Alunos da UFRJ que moram na Maré foram ao ato, assim como o professor Samuel Araújo (de amarelo) - Foto: Fernando Souza

Fernanda da Escóssia

fernanda@adufrj.org.br

Uma semana depois da morte do estudante Marcos Vinícius da Silva, baleado durante uma operação policial na Maré, estudantes e professores das escolas da comunidade participaram na última quarta-feira, 27, de um ato pedindo paz e justiça. Os colegas de Marcos fizeram cartazes e uma faixa cobriu o Ciep Operário Vicente Mariano, onde ele estudava. Na quadra, houve rap, poesia e discursos em memória de Marcos, de outros alunos baleados e da vereadora Marielle Franco, assassinada em março. O ato terminou com um abraço ao Ciep. A mãe de Marcos, Bruna da Silva, cobrou ação concreta do Estado. “O luto será luta.

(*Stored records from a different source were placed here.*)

use serde::{Deserialize, Serialize};

/// Fixed parameters of the fixture. Defaults match the shipped
/// hardware: a 10k NTC against a 3300 mV reference on a 10-bit ADC,
/// fan engaging between 40 and 60 degrees, one control tick per second.
#[derive(Debug, Clone, Serialize, Deserialize)]
pub struct FixtureConfig {
    pub tick_period_ms: u64,
    pub temp_low_c: f32,
    pub temp_high_c: f32,
    pub reference_mv: f32,
    pub nominal_resistance_ohm: f32,
    pub nominal_temperature_c: f32,
    pub beta_coefficient: f32,
    pub timezone: String,
}

impl Default for FixtureConfig {
    fn default() -> Self {
        Self {
            tick_period_ms: 1_000,
            temp_low_c: 40.0,
            temp_high_c: 60.0,
            reference_mv: 3_300.0,
            nominal_resistance_ohm: 10_000.0,
            nominal_temperature_c: 25.0,
            beta_coefficient: 3_950.0,
            timezone: "Asia/Shanghai".to_string(),
        }
    }
}

impl FixtureConfig {
    pub fn sanitize(&mut self) {
        if !(self.temp_low_c.is_finite() && self.temp_high_c.is_finite())
            || self.temp_low_c >= self.temp_high_c
        {
            self.temp_low_c = 40.0;
            self.temp_high_c = 60.0;
        }
        if self.tick_period_ms == 0 {
            self.tick_period_ms = 1_000;
        }
        if !(self.beta_coefficient.is_finite() && self.beta_coefficient > 0.0) {
            self.beta_coefficient = 3_950.0;
        }
        if !(self.reference_mv.is_finite() && self.reference_mv > 0.0) {
            self.reference_mv = 3_300.0;
        }
        if !(self.nominal_resistance_ohm.is_finite() && self.nominal_resistance_ohm > 0.0) {
            self.nominal_resistance_ohm = 10_000.0;
        }
    }
}

#[cfg(test)]
mod tests {
    use super::*;

    #[test]
    fn sanitize_repairs_inverted_thresholds() {
        let mut config = FixtureConfig {
            temp_low_c: 70.0,
            temp_high_c: 50.0,
            ..FixtureConfig::default()
        };
        config.sanitize();

        assert_eq!(config.temp_low_c, 40.0);
        assert_eq!(config.temp_high_c, 60.0);
    }

    #[test]
    fn sanitize_repairs_divider_constants() {
        let mut config = FixtureConfig {
            reference_mv: 0.0,
            nominal_resistance_ohm: f32::NAN,
            ..FixtureConfig::default()
        };
        config.sanitize();

        assert_eq!(config.reference_mv, 3_300.0);
        assert_eq!(config.nominal_resistance_ohm, 10_000.0);

        // A repaired config keeps the sampler producing real readings.
        let temperature = crate::thermal::sample_celsius(&config, 512);
        assert!(temperature.is_finite());
    }

    #[test]
    fn sanitize_rejects_zero_tick_period() {
        let mut config = FixtureConfig {
            tick_period_ms: 0,
            ..FixtureConfig::default()
        };
        config.sanitize();

        assert_eq!(config.tick_period_ms, 1_000);
    }
}
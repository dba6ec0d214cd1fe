use std::{
    collections::{BTreeMap, HashMap},
    io::ErrorKind,
    net::SocketAddr,
    path::PathBuf,
    str::FromStr,
    sync::{
        atomic::{AtomicBool, Ordering},
        Arc,
    },
    time::Duration,
};

use anyhow::Context;
use axum::{
    extract::{Query, State},
    response::IntoResponse,
    routing::{get, post},
    Json, Router,
};
use chrono::{Offset, Utc};
use chrono_tz::Tz;
use tokio::{net::TcpListener, sync::Mutex};
use tower_http::services::ServeDir;
use tracing::{debug, info, warn};

use fishled_common::{
    ClockSample, FixtureConfig, HourOverride, LightEngine, OutputFrame, ScheduleDelta,
    ScheduleTable, SettingsUpdate,
};

#[derive(Clone)]
struct AppState {
    engine: Arc<Mutex<LightEngine>>,
    timezone: Arc<String>,
    time_synced: Arc<AtomicBool>,
    store: ScheduleStore,
}

#[derive(Clone)]
struct ScheduleStore {
    config_path: Arc<PathBuf>,
    overrides_path: Arc<PathBuf>,
    lock: Arc<Mutex<()>>,
}

pub async fn run() -> anyhow::Result<()> {
    tracing_subscriber::fmt()
        .with_env_filter(tracing_subscriber::EnvFilter::from_default_env())
        .init();

    let store = ScheduleStore::new();
    let mut config = store.load_config().await.unwrap_or_else(|err| {
        warn!("failed to load fixture config from store: {err:#}");
        FixtureConfig::default()
    });
    config.sanitize();

    let mut schedule = ScheduleTable::default();
    match store.load_overrides().await {
        Ok(overrides) => {
            for (hour, entry) in overrides {
                schedule.apply_override(hour, entry);
            }
        }
        Err(err) => warn!("failed to load schedule overrides from store: {err:#}"),
    }

    let timezone = config.timezone.clone();
    let tick_period = Duration::from_millis(config.tick_period_ms);
    let engine = LightEngine::new(config, schedule);

    let app_state = AppState {
        engine: Arc::new(Mutex::new(engine)),
        timezone: Arc::new(timezone),
        time_synced: Arc::new(AtomicBool::new(false)),
        store,
    };

    spawn_control_loop(app_state.clone(), tick_period);

    let web_root = format!("{}/web", env!("CARGO_MANIFEST_DIR"));
    let app = Router::new()
        .route("/api/status", get(handle_get_status))
        .route("/api/schedule", get(handle_get_schedule))
        .route("/api/update", post(handle_update))
        .route("/api/reset", post(handle_reset))
        .route("/api/preview", post(handle_preview))
        .fallback_service(ServeDir::new(web_root))
        .with_state(app_state);

    let port = std::env::var("FISHLED_HTTP_PORT")
        .ok()
        .and_then(|value| value.parse::<u16>().ok())
        .unwrap_or(8080);
    let addr: SocketAddr = format!("0.0.0.0:{port}").parse().unwrap();
    let listener = TcpListener::bind(addr)
        .await
        .with_context(|| format!("failed to bind fixture server at {addr}"))?;

    info!("fixture controller listening on http://{addr}");
    axum::serve(listener, app)
        .with_graceful_shutdown(shutdown_signal())
        .await?;
    Ok(())
}

async fn shutdown_signal() {
    match tokio::signal::ctrl_c().await {
        Ok(()) => info!("shutdown signal received"),
        Err(err) => warn!("failed to listen for shutdown signal: {err}"),
    }
}

fn spawn_control_loop(app_state: AppState, tick_period: Duration) {
    tokio::spawn(async move {
        let mut interval = tokio::time::interval(tick_period);
        let mut tick: u64 = 0;

        loop {
            interval.tick().await;
            tick = tick.saturating_add(1);

            let clock = match now_in_timezone(&app_state.timezone) {
                Some(now) => {
                    app_state.time_synced.store(true, Ordering::Relaxed);
                    ClockSample::from_datetime(&now)
                }
                None => {
                    // Unsynchronized clock: keep ticking with UTC.
                    app_state.time_synced.store(false, Ordering::Relaxed);
                    ClockSample::from_datetime(&Utc::now())
                }
            };

            let raw_adc = read_adc(tick);

            let output = {
                let mut engine = app_state.engine.lock().await;
                engine.tick(clock, raw_adc)
            };

            debug!(
                temperature = output.temperature_c,
                hour = output.clock.hour,
                minute = output.clock.minute,
                preview = output.preview_active,
                "tick"
            );
            emit_frame(output.frame);
        }
    });
}

/// Hardware integration point: replace with the NTC divider read on
/// the ESP target. The simulated value idles around room temperature.
fn read_adc(tick: u64) -> u16 {
    512 + ((tick % 8) as u16 * 2)
}

/// Hardware integration point: the four duties go to the PWM
/// peripheral on the ESP target; the host build only logs them.
fn emit_frame(frame: OutputFrame) {
    info!(
        white = frame.white,
        blue = frame.blue,
        purple = frame.purple,
        fan = frame.fan,
        "output frame"
    );
}

async fn handle_get_status(State(state): State<AppState>) -> impl IntoResponse {
    let engine = state.engine.lock().await;
    Json(engine.status(state.time_synced.load(Ordering::Relaxed), &state.timezone))
}

async fn handle_get_schedule(State(state): State<AppState>) -> impl IntoResponse {
    let engine = state.engine.lock().await;
    Json(*engine.schedule().entries())
}

async fn handle_update(
    State(state): State<AppState>,
    Query(params): Query<HashMap<String, String>>,
) -> impl IntoResponse {
    let update = parse_update(&params);

    let deltas = {
        let mut engine = state.engine.lock().await;
        engine.apply_update(update)
    };

    // Write-through, best effort: a persistence failure never rolls
    // back the in-memory table.
    if !deltas.is_empty() {
        if let Err(err) = state.store.save_deltas(&deltas).await {
            warn!("failed to persist schedule update: {err:#}");
        }
    }

    handle_get_status(State(state)).await.into_response()
}

async fn handle_reset(State(state): State<AppState>) -> impl IntoResponse {
    {
        let mut engine = state.engine.lock().await;
        engine.reset_schedule();
    }

    if let Err(err) = state.store.clear_overrides().await {
        warn!("failed to clear persisted schedule overrides: {err:#}");
    }

    handle_get_schedule(State(state)).await.into_response()
}

async fn handle_preview(State(state): State<AppState>) -> impl IntoResponse {
    {
        let mut engine = state.engine.lock().await;
        engine.start_preview();
    }
    info!("preview mode started");
    handle_get_status(State(state)).await.into_response()
}

/// Mirror of the device form: absent or unparseable fields are simply
/// not part of the update.
fn parse_update(params: &HashMap<String, String>) -> SettingsUpdate {
    SettingsUpdate {
        hour: field(params, "hour"),
        white: field(params, "white"),
        blue: field(params, "blue"),
        purple: field(params, "purple"),
        fan: field(params, "fan"),
    }
}

fn field<T: FromStr>(params: &HashMap<String, String>, name: &str) -> Option<T> {
    params.get(name).and_then(|value| value.trim().parse().ok())
}

impl ScheduleStore {
    fn new() -> Self {
        let data_dir = std::env::var("FISHLED_DATA_DIR")
            .map(PathBuf::from)
            .unwrap_or_else(|_| PathBuf::from("./.fishled"));

        Self {
            config_path: Arc::new(data_dir.join("config.json")),
            overrides_path: Arc::new(data_dir.join("schedule.json")),
            lock: Arc::new(Mutex::new(())),
        }
    }

    async fn load_config(&self) -> anyhow::Result<FixtureConfig> {
        let _guard = self.lock.lock().await;
        match tokio::fs::read(self.config_path.as_ref()).await {
            Ok(raw) => Ok(serde_json::from_slice::<FixtureConfig>(&raw)?),
            Err(err) if err.kind() == ErrorKind::NotFound => Ok(FixtureConfig::default()),
            Err(err) => Err(err.into()),
        }
    }

    async fn load_overrides(&self) -> anyhow::Result<BTreeMap<u8, HourOverride>> {
        let _guard = self.lock.lock().await;
        match tokio::fs::read(self.overrides_path.as_ref()).await {
            Ok(raw) => Ok(serde_json::from_slice(&raw)?),
            Err(err) if err.kind() == ErrorKind::NotFound => Ok(BTreeMap::new()),
            Err(err) => Err(err.into()),
        }
    }

    async fn save_deltas(&self, deltas: &[ScheduleDelta]) -> anyhow::Result<()> {
        let _guard = self.lock.lock().await;
        let mut overrides = match tokio::fs::read(self.overrides_path.as_ref()).await {
            Ok(raw) => serde_json::from_slice::<BTreeMap<u8, HourOverride>>(&raw)
                .unwrap_or_else(|err| {
                    warn!("discarding unreadable schedule overrides: {err}");
                    BTreeMap::new()
                }),
            Err(err) if err.kind() == ErrorKind::NotFound => BTreeMap::new(),
            Err(err) => return Err(err.into()),
        };

        for delta in deltas {
            overrides
                .entry(delta.hour)
                .or_default()
                .set(delta.channel, delta.value);
        }

        self.write_overrides(&overrides).await
    }

    async fn clear_overrides(&self) -> anyhow::Result<()> {
        let _guard = self.lock.lock().await;
        self.write_overrides(&BTreeMap::new()).await
    }

    async fn write_overrides(&self, overrides: &BTreeMap<u8, HourOverride>) -> anyhow::Result<()> {
        let path = self.overrides_path.as_ref().clone();
        if let Some(parent) = path.parent() {
            tokio::fs::create_dir_all(parent).await?;
        }
        let payload = serde_json::to_vec_pretty(overrides)?;
        tokio::fs::write(path, payload).await?;
        Ok(())
    }
}

fn now_in_timezone(timezone: &str) -> Option<chrono::DateTime<chrono::FixedOffset>> {
    let tz: Tz = timezone.parse().ok()?;
    let local = Utc::now().with_timezone(&tz);
    Some(local.with_timezone(&local.offset().fix()))
}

Sou uma mãe da Maré, mais uma que perdeu seu filho”, afirmou. Entre os participantes, estavam vários alunos da UFRJ moradores da comunidade, incluindo o grupo do Musicultura, um dos 25 projetos de extensão da universidade na Maré. Samuel Araújo, professor da Escola de Música e coordenador do projeto, disse que a UFRJ tem um papel importante em mediar anseios por mais justiça e menos violência na comunidade. Muitos estudantes, porém, cobraram maior participação da universidade na comunidade e compreensão dos professores. “É difícil fazer trabalho no meio de 12 horas de tiroteio”, diz Wagner Rodrigues, do Instituto de Física. “A UFRJ é perto, mas ainda é muito longe.”